1. Kasus Korupsi dalam Pengadaan E-KTP

Dalam kasus korupsi pengadaan E-KTP yang merugikan negara Rp 2,3 triliun ini, ada dua terdakwa yang berstatus kolaborator keadilan. Keduanya merupakan pejabat di Kementerian Dalam Negeri (Kemendagri)

Dua orang dimaksud adalah mantan Dirjen Pengelolaan Informasi Administrasi Kependudukan Ditjen Dukcapil Kementerian Dalam Negeri Sugiharto, dan mantan Dirjen Kependudukan dan Pencatatan Sipil Kementerian Dalam Negeri Irman.

Dalam proses persidangan tahap pertama, Irman dan Sugiharto masing-masing divonis 7 dan 5 tahun penjara pada 20 Juli 2017.

Majelis hakim menyatakan sedang mempertimbangkan status kolaborator keadilan, agar hukuman yang dijatuhkan sama dengan tuntutan jaksa Komisi Pemberantasan Korupsi (KPK). Namun, di tingkat kasasi, Mahkamah Agung (MA) menaikkan hukuman masing-masing menjadi 15 tahun penjara.

Memang melalui pernyataan Irman dan Sugiharto sebagai kolaborator keadilan terungkap aktor lain yang lebih berperan termasuk mantan Ketua DPR Setya Novanto. Namun, hakim Mahkamah Agung menganggap perbuatan terdakwa itu masif.

Selain itu, tindakan yang dilakukan terkait kedaulatan pengelolaan data warga negara telah menimbulkan dampak yang dirasakan oleh masyarakat.

2. Kasus Korupsi Red Notice (Tommy Sumardi)

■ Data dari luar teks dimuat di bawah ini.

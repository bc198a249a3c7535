//! Service Repository

use chrono::Utc;
use sqlx::SqlitePool;

use super::{RepoError, RepoResult};
use crate::db::models::{Service, ServiceCreate, ServiceUpdate};

#[derive(Clone)]
pub struct ServiceRepository {
    pool: SqlitePool,
}

impl ServiceRepository {
    pub fn new(pool: SqlitePool) -> Self {
        Self { pool }
    }

    /// Paginated listing, newest first
    pub async fn list(&self, page: i64, size: i64) -> RepoResult<Vec<Service>> {
        let offset = (page.max(1) - 1) * size;
        let services = sqlx::query_as::<_, Service>(
            "SELECT * FROM services ORDER BY created_at DESC, id DESC LIMIT ? OFFSET ?",
        )
        .bind(size)
        .bind(offset)
        .fetch_all(&self.pool)
        .await?;
        Ok(services)
    }

    pub async fn find_by_id(&self, id: i64) -> RepoResult<Option<Service>> {
        let service = sqlx::query_as::<_, Service>("SELECT * FROM services WHERE id = ?")
            .bind(id)
            .fetch_optional(&self.pool)
            .await?;
        Ok(service)
    }

    pub async fn create(&self, data: ServiceCreate) -> RepoResult<Service> {
        let now = Utc::now();
        let result = sqlx::query(
            "INSERT INTO services \
             (name, category, price, duration, description, merchant_name, merchant_id, image, sales, rating, created_at, updated_at) \
             VALUES (?, ?, ?, ?, ?, ?, ?, ?, ?, ?, ?, ?)",
        )
        .bind(&data.name)
        .bind(&data.category)
        .bind(data.price)
        .bind(&data.duration)
        .bind(&data.description)
        .bind(&data.merchant_name)
        .bind(data.merchant_id)
        .bind(&data.image)
        .bind(data.sales)
        .bind(data.rating)
        .bind(now)
        .bind(now)
        .execute(&self.pool)
        .await?;

        let id = result.last_insert_rowid();
        self.find_by_id(id)
            .await?
            .ok_or_else(|| RepoError::Database(format!("inserted service {} not readable", id)))
    }

    /// Full replace by id
    pub async fn update(&self, data: ServiceUpdate) -> RepoResult<Service> {
        let result = sqlx::query(
            "UPDATE services SET \
             name = ?, category = ?, price = ?, duration = ?, description = ?, merchant_name = ?, \
             merchant_id = ?, image = ?, sales = ?, rating = ?, updated_at = ? \
             WHERE id = ?",
        )
        .bind(&data.name)
        .bind(&data.category)
        .bind(data.price)
        .bind(&data.duration)
        .bind(&data.description)
        .bind(&data.merchant_name)
        .bind(data.merchant_id)
        .bind(&data.image)
        .bind(data.sales)
        .bind(data.rating)
        .bind(Utc::now())
        .bind(data.id)
        .execute(&self.pool)
        .await?;

        if result.rows_affected() == 0 {
            return Err(RepoError::NotFound(format!("Service {}", data.id)));
        }
        self.find_by_id(data.id)
            .await?
            .ok_or_else(|| RepoError::NotFound(format!("Service {}", data.id)))
    }

    pub async fn delete(&self, id: i64) -> RepoResult<bool> {
        let result = sqlx::query("DELETE FROM services WHERE id = ?")
            .bind(id)
            .execute(&self.pool)
            .await?;
        Ok(result.rows_affected() == 1)
    }

    pub async fn count(&self) -> RepoResult<i64> {
        let (count,): (i64,) = sqlx::query_as("SELECT COUNT(*) FROM services")
            .fetch_one(&self.pool)
            .await?;
        Ok(count)
    }
}
//! Product Model

use chrono::{DateTime, Utc};
use serde::{Deserialize, Serialize};

/// Shop product
#[derive(Debug, Clone, Serialize, Deserialize, sqlx::FromRow)]
#[serde(rename_all = "camelCase")]
pub struct Product {
    pub id: i64,
    pub name: String,
    pub category: Option<String>,
    pub price: f64,
    pub original_price: Option<f64>,
    pub stock: i64,
    pub sales: i64,
    pub rating: Option<f64>,
    pub image: Option<String>,
    pub created_at: DateTime<Utc>,
    pub updated_at: DateTime<Utc>,
}

#[derive(Debug, Clone, Deserialize)]
#[serde(rename_all = "camelCase")]
pub struct ProductCreate {
    pub name: String,
    pub category: Option<String>,
    #[serde(default)]
    pub price: f64,
    pub original_price: Option<f64>,
    #[serde(default)]
    pub stock: i64,
    #[serde(default)]
    pub sales: i64,
    pub rating: Option<f64>,
    pub image: Option<String>,
}

/// Full-replace update payload
#[derive(Debug, Clone, Deserialize)]
#[serde(rename_all = "camelCase")]
pub struct ProductUpdate {
    pub id: i64,
    pub name: String,
    pub category: Option<String>,
    #[serde(default)]
    pub price: f64,
    pub original_price: Option<f64>,
    #[serde(default)]
    pub stock: i64,
    #[serde(default)]
    pub sales: i64,
    pub rating: Option<f64>,
    pub image: Option<String>,
}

Tommy Sumardi adalah tersangka kasus dugaan korupsi pengurusan penghapusan daftar buronan terpidana korupsi Bank Bali Djoko Tjandra. Perannya dalam kasus ini adalah sebagai perantara korupsi dari Djoko Tjandra kepada dua jenderal polisi.

Pada 15 Desember 2020, permohonan Tommy sebagai kolaborator keadilan diterima dan dibacakan oleh jaksa di persidangan. Jaksa mengungkap beberapa hal yang meringankan, yakni Tommy mengakui perbuatannya dan bukan sebagai pelaku utama.

Sebagai kolaborator keadilan, ia juga dinilai telah memberikan informasi atau bukti yang signifikan dalam mengungkap tindak pidana dan pelaku lainnya. Oleh karena itu, jaksa menuntut agar Tommy dihukum 1 tahun 6 bulan penjara.

Namun, dalam vonis tertanggal 29 Desember 2020, majelis hakim Pengadilan Tipikor memvonisnya 2 tahun penjara dan denda Rp 100 juta subsider 6 bulan kurungan.

Menurut majelis hakim, yang memberatkan Tommy adalah sikapnya yang tidak mendukung pemerintah dalam rangka pemberantasan korupsi, kolusi, dan nepotisme (KKN).

Tommy menyatakan tidak akan mengajukan banding atas putusan tersebut. Alasannya, tidak mau mengikuti proses hukum yang berlarut-larut.